A high burden of HIV can affect households, workplaces and entire local economies. When people fall sick in their most productive years, families can lose income, children may drop out of school to support relatives and healthcare costs can consume limited savings. For a region that also contends with other health challenges such as non-communicable diseases and maternal health gaps, a persistent HIV burden stretches resources even further.

The story of HIV in Bono Region also connects to broader global health concerns. Antimicrobial resistance, diabetes and other chronic conditions are rising worldwide, and Ghana is not exempt. Readers who follow GSN’s earlier coverage such as Global Health at Risk: WHO Sounds Alarm on Rising Antibiotic Resistance and World Diabetes Day: Experts Warn of Rising Global Cases will recognise a common theme: health systems must handle multiple overlapping threats at once.
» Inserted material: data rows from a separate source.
//! Property-based tests for amount arithmetic and rendering.
//!
//! - Rounding idempotence and two-decimal invariant
//! - Identity elements and commutativity of arithmetic
//! - Ordering/equality exclusivity
//! - Display and serialization determinism

use proptest::prelude::*;
use rust_decimal::Decimal;

use crate::amount::Amount;
use crate::currency::CurrencyCode;
use crate::display::Locale;

/// Strategy to generate rounded magnitudes (-10,000.00 to 10,000.00).
fn any_magnitude() -> impl Strategy<Value = Decimal> {
    (-1_000_000i64..=1_000_000i64).prop_map(|cents| Decimal::new(cents, 2))
}

/// Strategy to generate EUR amounts.
fn eur_amount() -> impl Strategy<Value = Amount> {
    any_magnitude().prop_map(|magnitude| Amount::new(magnitude, CurrencyCode::EUR))
}

/// Strategy to generate unrounded decimals with six fraction digits.
fn unrounded() -> impl Strategy<Value = Decimal> {
    (-1_000_000_000i64..=1_000_000_000i64).prop_map(|units| Decimal::new(units, 6))
}

proptest! {
    #![proptest_config(ProptestConfig::with_cases(100))]

    // =========================================================================
    // Rounding invariants
    // =========================================================================

    /// *For any* input value, the constructed magnitude SHALL carry exactly
    /// two decimal places.
    #[test]
    fn prop_construction_rounds_to_two_decimals(value in unrounded()) {
        let amount = Amount::new(value, CurrencyCode::EUR);
        prop_assert_eq!(amount.magnitude().scale(), 2);
    }

    /// *For any* amount, re-constructing from its own magnitude SHALL be
    /// the identity.
    #[test]
    fn prop_rounding_is_idempotent(amount in eur_amount()) {
        let again = Amount::new(amount.magnitude(), amount.currency());
        prop_assert_eq!(again, amount);
    }

    // =========================================================================
    // Arithmetic laws
    // =========================================================================

    /// *For any* amount, adding zero SHALL return the amount unchanged.
    #[test]
    fn prop_add_zero_is_identity(amount in eur_amount()) {
        let zero = Amount::zero(CurrencyCode::EUR);
        prop_assert_eq!(amount + zero, amount);
    }

    /// *For any* amount, subtracting itself SHALL return zero.
    #[test]
    fn prop_sub_self_is_zero(amount in eur_amount()) {
        prop_assert_eq!(amount - amount, Amount::zero(CurrencyCode::EUR));
    }

    /// *For any* two amounts, addition SHALL be commutative.
    #[test]
    fn prop_add_commutative(a in eur_amount(), b in eur_amount()) {
        prop_assert_eq!(a + b, b + a);
    }

    /// *For any* three amounts, addition SHALL be associative: sums of
    /// two-decimal values never re-round.
    #[test]
    fn prop_add_associative(a in eur_amount(), b in eur_amount(), c in eur_amount()) {
        prop_assert_eq!((a + b) + c, a + (b + c));
    }

    /// *For any* two amounts, multiplication SHALL be commutative.
    #[test]
    fn prop_mul_commutative(a in eur_amount(), b in eur_amount()) {
        prop_assert_eq!(a * b, b * a);
    }

    /// *For any* amount, the absolute value SHALL not be negative.
    #[test]
    fn prop_abs_never_negative(amount in eur_amount()) {
        prop_assert!(!amount.abs().is_negative());
    }

    // =========================================================================
    // Ordering
    // =========================================================================

    /// *For any* two same-currency amounts, exactly one of `<`, `==`, `>`
    /// SHALL hold.
    #[test]
    fn prop_lt_eq_mutually_exclusive(a in eur_amount(), b in eur_amount()) {
        let less = a < b;
        let equal = a == b;
        let greater = a > b;
        prop_assert_eq!(u8::from(less) + u8::from(equal) + u8::from(greater), 1);
    }

    // =========================================================================
    // Display and serialization
    // =========================================================================

    /// *For any* amount, formatting twice SHALL produce identical text.
    #[test]
    fn prop_display_is_deterministic(amount in eur_amount()) {
        prop_assert_eq!(amount.display_in(Locale::ItIt), amount.display_in(Locale::ItIt));
    }

    /// *For any* amount, the rendered text SHALL end with two fraction
    /// digits and the currency symbol.
    #[test]
    fn prop_display_has_two_fraction_digits(amount in eur_amount()) {
        let text = amount.display_in(Locale::ItIt);
        let (_, tail) = text.rsplit_once(',').unwrap();
        prop_assert!(tail.ends_with(" €"));
        prop_assert_eq!(tail.len(), "00 €".len());
    }

    /// *For any* amount, encoding and decoding SHALL preserve the magnitude
    /// while the currency resets to the default.
    #[test]
    fn prop_serde_round_trip_preserves_magnitude(amount in eur_amount()) {
        let json = serde_json::to_string(&amount).unwrap();
        let decoded: Amount = serde_json::from_str(&json).unwrap();
        prop_assert_eq!(decoded.magnitude(), amount.magnitude());
        prop_assert_eq!(decoded.currency(), CurrencyCode::EUR);
    }
}

#[cfg(test)]
mod unit_tests {
    use super::*;
    use rust_decimal_macros::dec;

    /// Specific example: half cents round away from zero in both directions.
    #[test]
    fn test_half_cent_rounds_away_from_zero() {
        assert_eq!(
            Amount::new(dec!(2.675), CurrencyCode::EUR).magnitude(),
            dec!(2.68)
        );
        assert_eq!(
            Amount::new(dec!(-2.675), CurrencyCode::EUR).magnitude(),
            dec!(-2.68)
        );
        assert_eq!(
            Amount::new(dec!(2.665), CurrencyCode::EUR).magnitude(),
            dec!(2.67)
        );
    }

    /// Specific example: multiplication associativity breaks on a rounding
    /// boundary because each product re-rounds.
    #[test]
    fn test_mul_associativity_rounding_boundary() {
        let base = Amount::new(dec!(10.00), CurrencyCode::EUR);
        let rate = Amount::new(dec!(0.07), CurrencyCode::EUR);

        // (10.00 * 0.07) * 0.07 -> 0.70 * 0.07 = 0.049 -> 0.05
        let left = (base * rate) * rate;
        assert_eq!(left.magnitude(), dec!(0.05));

        // 10.00 * (0.07 * 0.07) -> 10.00 * 0.00 = 0.00
        let right = base * (rate * rate);
        assert_eq!(right.magnitude(), dec!(0.00));

        assert_ne!(left, right);
    }

    /// Specific example: equal amounts are not ordered before each other.
    #[test]
    fn test_equal_amounts_are_not_less() {
        let a = Amount::new(dec!(42.00), CurrencyCode::EUR);
        let b = Amount::from_minor_units(4_200, CurrencyCode::EUR);
        assert_eq!(a, b);
        assert!(!(a < b));
        assert!(!(b < a));
    }
}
Strengthening Bono’s HIV response therefore supports Ghana’s wider health resilience. When communities can access testing, treatment and prevention without fear, they are better prepared to face other outbreaks and long-term health challenges. International partners, including UNAIDS and WHO, are likely to look closely at how regions like Bono are supported as part of Ghana’s national strategy.

Turning the Tide on HIV in Bono Region

The rise of HIV in Bono Region is a warning that progress against HIV is not guaranteed and cannot be taken for granted. While Ghana has recorded important national gains, regional disparities remain. Bono’s high burden, driven by mobility, stigma, behavioural risks and system gaps, demands a stronger, more targeted response that puts communities at the centre.

The way forward will require honest conversations, regular testing, early treatment and unwavering support for people living with HIV. With sustained leadership from the Ghana AIDS Commission, local health authorities, civil society and international partners, the region can bend the curve. Protecting the future of Bono means ensuring that HIV prevention, care and dignity remain at the heart of public health planning.